On a recent afternoon, the club gathered on the playground for a game that mixed bean bag tossing with multiplication practice. When a sudden downpour struck, the 11-year-olds played on, laughing and tossing sodden bean bags at a chalk target even as the lines bled into rivulets of color.
Behind it all is Doran-Hannon’s prescription that teachers must get to know each child individually and show them the school cares.
Walking through the halls, she notices a student whose shoe is untied. Although she’s wearing a skirt and heels, the principal immediately drops to his level and pats her knee for him to put his foot there so she could tie the offending laces.
The boy ducks his head sheepishly. He ties the shoe himself.
“It is very much about knowing those children, knowing what they are, what they stand for and what they can achieve,” she said later. “I think if I build that into them, if I build that desire to be great at whatever they do, then we will succeed.”

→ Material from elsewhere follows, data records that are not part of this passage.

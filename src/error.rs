// bintree-rust/src/error.rs

use thiserror::Error;

/// Custom error type for the binary tree library.
#[derive(Error, Debug)]
pub enum BinaryTreeError {
    #[error("Invalid payload: {0}")]
    InvalidPayload(String),

    #[error("Node not found for key {0}")]
    NodeNotFound(String),

    #[error("Incompatible trees: {0}")]
    IncompatibleTrees(String),

    #[error("There was an error while adding the node: {0}")]
    InsertFailure(String),

    #[error("Tree arithmetic failed: {0}")]
    ArithmeticFailure(String),

    #[error("Operation failed: {0}")]
    OperationFailure(String),

    #[error("A file name is needed to load a tree")]
    NameRequired,

    #[error("Binary tree file not found: {0}")]
    FileNotFound(String),

    #[error("Storage area does not exist")]
    StorageMissing,

    #[error("Bincode serialization/deserialization error: {source}")]
    BincodeError {
        #[from]
        source: bincode::Error,
    },

    #[error("Invalid file format: {0}")]
    InvalidFileFormat(String),
    #[error("Checksum mismatch: {context}")]
    ChecksumMismatch { context: String },
    #[error("Serialization error: {0}")]
    Serialization(String),
    #[error("Deserialization error: {0}")]
    Deserialization(String),
    #[error("I/O error: {0}")]
    IoError(#[from] std::io::Error),
}

impl BinaryTreeError {
    /// True for the variants that describe a caller mistake rather than an
    /// internal fault. Those pass through the public boundaries unchanged.
    pub fn is_domain(&self) -> bool {
        matches!(
            self,
            BinaryTreeError::InvalidPayload(_)
                | BinaryTreeError::NodeNotFound(_)
                | BinaryTreeError::IncompatibleTrees(_)
                | BinaryTreeError::NameRequired
                | BinaryTreeError::FileNotFound(_)
                | BinaryTreeError::StorageMissing
        )
    }

    /// True for errors describing a malformed snapshot blob.
    pub fn is_format(&self) -> bool {
        matches!(
            self,
            BinaryTreeError::InvalidFileFormat(_)
                | BinaryTreeError::ChecksumMismatch { .. }
                | BinaryTreeError::Deserialization(_)
        )
    }
}

/// Result type alias for binary tree operations.
pub type Result<T> = std::result::Result<T, BinaryTreeError>;

/// Re-signals internal faults of a public operation as that operation's
/// domain error. Domain errors are returned untouched.
pub(crate) fn wrap_fault<T>(
    result: Result<T>,
    to_domain: impl FnOnce(String) -> BinaryTreeError,
) -> Result<T> {
    result.map_err(|err| if err.is_domain() { err } else { to_domain(err.to_string()) })
}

The Geraj family has weathered the pandemic better than many.
Nik Geraj, 41, kept his job at a supermarket and Mia had a tablet. They also had Mia’s teacher, Ruth Monkman, who called every week just to see how everyone was getting on.
Now that Mia is back in school, her dad can think of the future. He hopes her life will be easier than his.
“Parents say ‘I want my kid to be prime minister.’ I don’t want to say she should be prime minister,″ he said. “I just want her to be happy.”